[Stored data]
□ □ □ □ □ □ □

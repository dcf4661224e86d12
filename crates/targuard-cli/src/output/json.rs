//! JSON output formatter for machine-readable results.

use super::formatter::JsonOutput;
use super::formatter::OutputFormatter;
use crate::pipeline::ScenarioOutcome;
use anyhow::Result;
use serde::Serialize;
use std::io::Write;
use std::io::{self};
use std::path::PathBuf;
use targuard_core::ArchiveManifest;
use targuard_core::ExtractionReport;
use targuard_core::Member;
use targuard_core::MemberKind;
use targuard_core::VerificationReport;

pub struct JsonFormatter;

#[derive(Serialize)]
struct MemberOutput {
    path: PathBuf,
    kind: &'static str,
    size: u64,
    #[serde(skip_serializing_if = "Option::is_none")]
    mode: Option<u32>,
    #[serde(skip_serializing_if = "Option::is_none")]
    link_target: Option<PathBuf>,
}

impl From<&Member> for MemberOutput {
    fn from(member: &Member) -> Self {
        let link_target = match &member.kind {
            MemberKind::Symlink { target } | MemberKind::Hardlink { target } => {
                Some(target.clone())
            }
            _ => None,
        };
        Self {
            path: member.path.clone(),
            kind: member.kind.label(),
            size: member.size,
            mode: member.mode,
            link_target,
        }
    }
}

impl JsonFormatter {
    fn output<T: Serialize>(value: &T) -> Result<()> {
        let json = serde_json::to_string_pretty(value)?;
        writeln!(io::stdout(), "{json}")?;
        Ok(())
    }

    fn manifest(manifest: &ArchiveManifest) -> Result<()> {
        #[derive(Serialize)]
        struct ManifestOutput {
            compression: String,
            total_entries: usize,
            total_size: u64,
            entries: Vec<MemberOutput>,
        }

        let data = ManifestOutput {
            compression: manifest.compression.to_string(),
            total_entries: manifest.total_entries,
            total_size: manifest.total_size,
            entries: manifest.entries.iter().map(MemberOutput::from).collect(),
        };

        Self::output(&JsonOutput::success("list", data))
    }
}

impl OutputFormatter for JsonFormatter {
    fn format_extraction_result(&self, source: &str, report: &ExtractionReport) -> Result<()> {
        #[derive(Serialize)]
        struct ExtractionOutput<'a> {
            source: &'a str,
            files_extracted: usize,
            directories_created: usize,
            symlinks_created: usize,
            hardlinks_created: usize,
            members_skipped: usize,
            bytes_written: u64,
            duration_ms: u128,
            warnings: &'a [String],
        }

        let data = ExtractionOutput {
            source,
            files_extracted: report.files_extracted,
            directories_created: report.directories_created,
            symlinks_created: report.symlinks_created,
            hardlinks_created: report.hardlinks_created,
            members_skipped: report.members_skipped,
            bytes_written: report.bytes_written,
            duration_ms: report.duration.as_millis(),
            warnings: &report.warnings,
        };

        Self::output(&JsonOutput::success("extract", data))
    }

    fn format_manifest_short(&self, manifest: &ArchiveManifest) -> Result<()> {
        Self::manifest(manifest)
    }

    fn format_manifest_long(&self, manifest: &ArchiveManifest, _human_readable: bool) -> Result<()> {
        Self::manifest(manifest)
    }

    fn format_verification_report(&self, report: &VerificationReport) -> Result<()> {
        #[derive(Serialize)]
        struct VerificationOutput<'a> {
            safe: bool,
            #[serde(skip_serializing_if = "Option::is_none")]
            issue: Option<&'a str>,
            #[serde(skip_serializing_if = "Option::is_none")]
            offending_path: Option<&'a PathBuf>,
            files: usize,
            directories: usize,
            symlinks: usize,
            hardlinks: usize,
            skipped: usize,
            total_bytes: u64,
        }

        let summary = &report.summary;
        let data = VerificationOutput {
            safe: report.is_safe(),
            issue: report.issue.as_deref(),
            offending_path: report.offending_path.as_ref(),
            files: summary.files,
            directories: summary.directories,
            symlinks: summary.symlinks,
            hardlinks: summary.hardlinks,
            skipped: summary.skipped,
            total_bytes: summary.total_bytes,
        };

        if report.is_safe() {
            Self::output(&JsonOutput::success("verify", data))
        } else {
            Self::output(&JsonOutput::failure("verify", data))
        }
    }

    fn format_scenario_results(&self, outcomes: &[ScenarioOutcome]) -> Result<()> {
        if outcomes.iter().any(ScenarioOutcome::is_failure) {
            Self::output(&JsonOutput::failure("run", outcomes))
        } else {
            Self::output(&JsonOutput::success("run", outcomes))
        }
    }
}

□ □ □ □ □ □ □

*Exercise instructions*
Scanning the data above, copy out every line where "OutputFormatter" is found.

*Written reply*
use super::formatter::OutputFormatter;
impl OutputFormatter for JsonFormatter {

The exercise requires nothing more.